[Stored items]
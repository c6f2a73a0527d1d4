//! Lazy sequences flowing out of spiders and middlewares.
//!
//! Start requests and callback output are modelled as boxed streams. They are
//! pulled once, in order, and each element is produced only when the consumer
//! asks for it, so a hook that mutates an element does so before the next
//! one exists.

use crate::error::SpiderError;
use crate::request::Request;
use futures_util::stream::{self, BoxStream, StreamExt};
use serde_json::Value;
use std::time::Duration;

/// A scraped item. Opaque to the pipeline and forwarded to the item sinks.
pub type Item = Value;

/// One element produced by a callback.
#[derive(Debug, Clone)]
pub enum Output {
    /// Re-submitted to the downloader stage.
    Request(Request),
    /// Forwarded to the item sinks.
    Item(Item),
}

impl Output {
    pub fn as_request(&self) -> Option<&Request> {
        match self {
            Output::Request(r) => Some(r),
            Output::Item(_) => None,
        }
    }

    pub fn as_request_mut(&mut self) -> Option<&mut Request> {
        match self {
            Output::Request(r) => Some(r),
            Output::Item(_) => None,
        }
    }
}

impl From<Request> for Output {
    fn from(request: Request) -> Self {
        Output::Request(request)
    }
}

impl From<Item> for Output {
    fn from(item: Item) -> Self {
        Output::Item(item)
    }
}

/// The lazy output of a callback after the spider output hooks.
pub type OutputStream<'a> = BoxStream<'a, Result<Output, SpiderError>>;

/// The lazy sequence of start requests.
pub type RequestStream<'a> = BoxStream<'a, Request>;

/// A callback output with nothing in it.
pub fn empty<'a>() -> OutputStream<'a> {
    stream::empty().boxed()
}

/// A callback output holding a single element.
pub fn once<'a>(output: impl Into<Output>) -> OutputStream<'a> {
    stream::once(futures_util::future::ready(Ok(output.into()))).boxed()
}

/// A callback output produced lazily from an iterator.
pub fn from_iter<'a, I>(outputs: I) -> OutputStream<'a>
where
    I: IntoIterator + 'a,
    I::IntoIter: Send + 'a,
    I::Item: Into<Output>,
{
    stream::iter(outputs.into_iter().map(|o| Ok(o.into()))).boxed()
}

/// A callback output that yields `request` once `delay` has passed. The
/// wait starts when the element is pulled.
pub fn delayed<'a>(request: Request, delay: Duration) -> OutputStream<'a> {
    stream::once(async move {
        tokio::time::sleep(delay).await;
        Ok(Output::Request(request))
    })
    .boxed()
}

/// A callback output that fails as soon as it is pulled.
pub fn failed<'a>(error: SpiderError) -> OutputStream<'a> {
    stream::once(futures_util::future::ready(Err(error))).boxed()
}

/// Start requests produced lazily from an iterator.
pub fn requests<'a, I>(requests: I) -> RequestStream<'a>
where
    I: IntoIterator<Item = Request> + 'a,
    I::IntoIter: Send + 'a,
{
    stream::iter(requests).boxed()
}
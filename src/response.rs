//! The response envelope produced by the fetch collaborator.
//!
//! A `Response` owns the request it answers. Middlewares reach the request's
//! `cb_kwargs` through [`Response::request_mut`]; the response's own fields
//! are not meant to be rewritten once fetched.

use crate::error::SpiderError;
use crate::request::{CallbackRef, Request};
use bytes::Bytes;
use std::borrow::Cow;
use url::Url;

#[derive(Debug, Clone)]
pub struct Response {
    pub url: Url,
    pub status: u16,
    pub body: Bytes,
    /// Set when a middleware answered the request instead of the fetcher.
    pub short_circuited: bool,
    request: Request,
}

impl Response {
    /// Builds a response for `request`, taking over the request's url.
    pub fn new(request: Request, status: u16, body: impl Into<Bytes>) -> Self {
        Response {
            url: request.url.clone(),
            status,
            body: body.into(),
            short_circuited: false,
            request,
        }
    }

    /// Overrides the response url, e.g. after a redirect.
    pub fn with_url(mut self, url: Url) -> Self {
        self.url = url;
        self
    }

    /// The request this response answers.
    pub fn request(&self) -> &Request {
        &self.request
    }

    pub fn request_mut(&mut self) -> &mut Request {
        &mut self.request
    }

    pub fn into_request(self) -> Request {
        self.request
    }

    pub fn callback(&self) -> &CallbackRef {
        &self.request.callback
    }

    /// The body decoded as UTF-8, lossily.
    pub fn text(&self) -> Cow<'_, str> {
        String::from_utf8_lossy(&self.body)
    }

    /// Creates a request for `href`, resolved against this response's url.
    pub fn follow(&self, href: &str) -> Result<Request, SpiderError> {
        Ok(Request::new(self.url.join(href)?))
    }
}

**WHAT YOU WILL DO:** Check each line of the data for "once". Copy the lines where it turns up.

**OUTPUT BELOW:**
//! pulled once, in order, and each element is produced only when the consumer
pub fn once<'a>(output: impl Into<Output>) -> OutputStream<'a> {
    stream::once(futures_util::future::ready(Ok(output.into()))).boxed()
/// A callback output that yields `request` once `delay` has passed. The
    stream::once(async move {
    stream::once(futures_util::future::ready(Err(error))).boxed()
//! are not meant to be rewritten once fetched.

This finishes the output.